After that, he counseled me to drink coffee in a thin cup. I didn’t get it. I kept on drinking Folgers Instant in my thickest mugs, ones that wouldn’t break when I threw it at my husband because Daddy had not told me how to keep love alive. 
Many years would pass before I discovered coffee brewed with fresh ground beans imported from Colombia and enjoyed when sipped from a thin china cup.
So, what might we talk about today if we were sitting, as my friend suggested, together on my porch? What would we say as we watched egrets fly overhead and listened to barking dogs somewhere in the distance? 
Before I said the first thing, I would pour freshly brewed, steaming Starbucks French Roast into two bone china cups. I’d add a splash of cream to mine while Daddy, being a coffee purist, would shake his head in disapproval. 
“I thought you had better sense than to ruin a good cup of java with cream,” he would surely admonish.
Then I would take Daddy’s hand in mine and hold it for a little while. I would try to memorize the shape of his long fingers while running my own over his knuckles, nails and his FBI Academy ring. I would examine both sides of his hands to determine whether either of my sons had inherited those hands. 

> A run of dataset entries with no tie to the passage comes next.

#![deny(clippy::all)]

//! Interactive console front-end for the briefing engine
//!
//! Wires the orchestrator to the real HTTP/WebSocket services and drives
//! it from stdin, printing session transitions as they happen.

use anyhow::Context;
use briefcast::briefing::{
    BriefingCommand, BriefingDeps, BriefingOrchestrator, BriefingStatus, HttpAnswerProvider,
    HttpContentProvider, LiteralPhraseClassifier,
};
use briefcast::capture::AudioCaptureSession;
use briefcast::channel::TranscriptionChannel;
use briefcast::config::EngineConfig;
use briefcast::persistence::CompletionStore;
use briefcast::playback::AudioPlaybackController;
use std::sync::Arc;
use tokio::io::{AsyncBufReadExt, BufReader};
use tracing::info;

#[tokio::main]
async fn main() -> anyhow::Result<()> {
    tracing_subscriber::fmt::init();
    dotenvy::dotenv().ok();

    let config = EngineConfig::load();
    info!(
        content_url = %config.content_url,
        stt_ws_url = %config.stt_ws_url,
        "Briefing engine starting"
    );

    let store = Arc::new(CompletionStore::open_default().context("opening completion store")?);

    let channel_session = format!("engine-{}", chrono::Utc::now().format("%Y%m%d%H%M%S"));
    let channel = TranscriptionChannel::connect(&config.stt_ws_url, &channel_session)
        .await
        .context("connecting transcription channel")?;
    let voice_events = channel.subscribe();
    let channel = Arc::new(channel);

    let player = Arc::new(AudioPlaybackController::new());

    let deps = BriefingDeps {
        content: Arc::new(HttpContentProvider::new(config.content_url.clone())),
        qa: Arc::new(HttpAnswerProvider::new(config.qa_url.clone())),
        player,
        capture: AudioCaptureSession::new(channel.clone()),
        voice_events,
        store,
        classifier: Box::new(LiteralPhraseClassifier),
    };

    let handle = BriefingOrchestrator::spawn(deps, config.silence_timeout());

    // Print session transitions while the command loop runs
    let mut watch_rx = handle.watch();
    let printer = tokio::spawn(async move {
        let mut last_status = BriefingStatus::Idle;
        while watch_rx.changed().await.is_ok() {
            let snapshot = watch_rx.borrow().clone();
            if snapshot.status != last_status {
                println!(
                    "[{:?}] section {}/{}",
                    snapshot.status, snapshot.current_section, snapshot.total_sections
                );
                last_status = snapshot.status;
            }
            if let Some(secs) = snapshot.silence_countdown {
                println!("  continuing in {}...", secs);
            }
            if let Some(error) = &snapshot.error {
                println!("  error: {}", error);
            }
        }
    });

    let user_id = std::env::args().nth(1).unwrap_or_else(|| "operator".to_string());
    print_help();

    let mut lines = BufReader::new(tokio::io::stdin()).lines();
    while let Some(line) = lines.next_line().await? {
        let mut parts = line.split_whitespace();
        let command = match parts.next() {
            Some(word) => word,
            None => continue,
        };
        let sent = match command {
            "start" | "s" => {
                handle
                    .send(BriefingCommand::Start {
                        user_id: user_id.clone(),
                        area_order: parts.map(str::to_string).collect(),
                    })
                    .await
            }
            "continue" | "c" => handle.send(BriefingCommand::Continue).await,
            "next" | "n" => handle.send(BriefingCommand::NextSection).await,
            "prev" | "p" => handle.send(BriefingCommand::PreviousSection).await,
            "goto" | "g" => match parts.next().and_then(|n| n.parse().ok()) {
                Some(index) => handle.send(BriefingCommand::GoToSection(index)).await,
                None => {
                    println!("usage: goto <section>");
                    continue;
                }
            },
            "talk" | "t" => handle.send(BriefingCommand::PushToTalk).await,
            "release" | "r" => handle.send(BriefingCommand::ReleaseTalk).await,
            "retry" => handle.send(BriefingCommand::RetryVoiceInput).await,
            "end" | "e" => handle.send(BriefingCommand::End).await,
            "reset" => handle.send(BriefingCommand::Reset).await,
            "transcript" => {
                for entry in handle.transcript() {
                    println!("{:?}: {}", entry.kind, entry.text);
                    for citation in &entry.citations {
                        println!("    [{}] {}", citation.source, citation.data_point);
                    }
                }
                continue;
            }
            "quit" | "q" => break,
            "help" | "?" => {
                print_help();
                continue;
            }
            other => {
                println!("unknown command: {}", other);
                continue;
            }
        };
        if !sent {
            anyhow::bail!("orchestrator stopped unexpectedly");
        }
    }

    printer.abort();
    handle.shutdown();
    channel.close();
    info!("Briefing engine stopped");
    Ok(())
}

fn print_help() {
    println!("commands:");
    println!("  start [area ...]   begin a briefing");
    println!("  talk / release     hold-to-talk at a pause point");
    println!("  continue           advance past the current pause point");
    println!("  next / prev        navigate sections");
    println!("  goto <n>           jump to a section");
    println!("  retry              retry microphone access");
    println!("  transcript         print the session transcript");
    println!("  end                end the briefing");
    println!("  reset              clear session state");
    println!("  quit               exit");
}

After a few minutes of quiet time, I might say, “Daddy, what do you regret not doing when you were alive?” Secretly, I’d hope to hear him say, “I’m real sorry I didn’t take the time to hug you more often.” Most likely he would reply, “I regret not catching the SOB that robbed the First National Bank!” 
I would want to tell Daddy that, in spite of everything, all the missed opportunities that lingered between us, I had loved him deeply and respected him for all that he accomplished with so little formal education. I would tell him how much I admired him for taking responsibility for our town’s safety, even though our family was too often shortchanged in the process. 
Maybe I would ask him to put his arms around me and hold me for a few precious minutes. Wanting him to be my daddy again for a while I’d say, “Let’s pretend that the years have not gone by and that I’m still your little girl.” 
I would try to tell him all the things I never got the chance to say, like that he had been a good man and that his family was proud of the difference he made.
“You were important to me, Daddy, and I wish we had been closer.” 
With the hope of making him laugh, I would attempt to say something funny. If I succeeded, then I would burn the vision of his smiling face onto the walls of my brain and carry it with me until I go to that all-you-can-eat, artery-clogging hamburger buffet in the sky.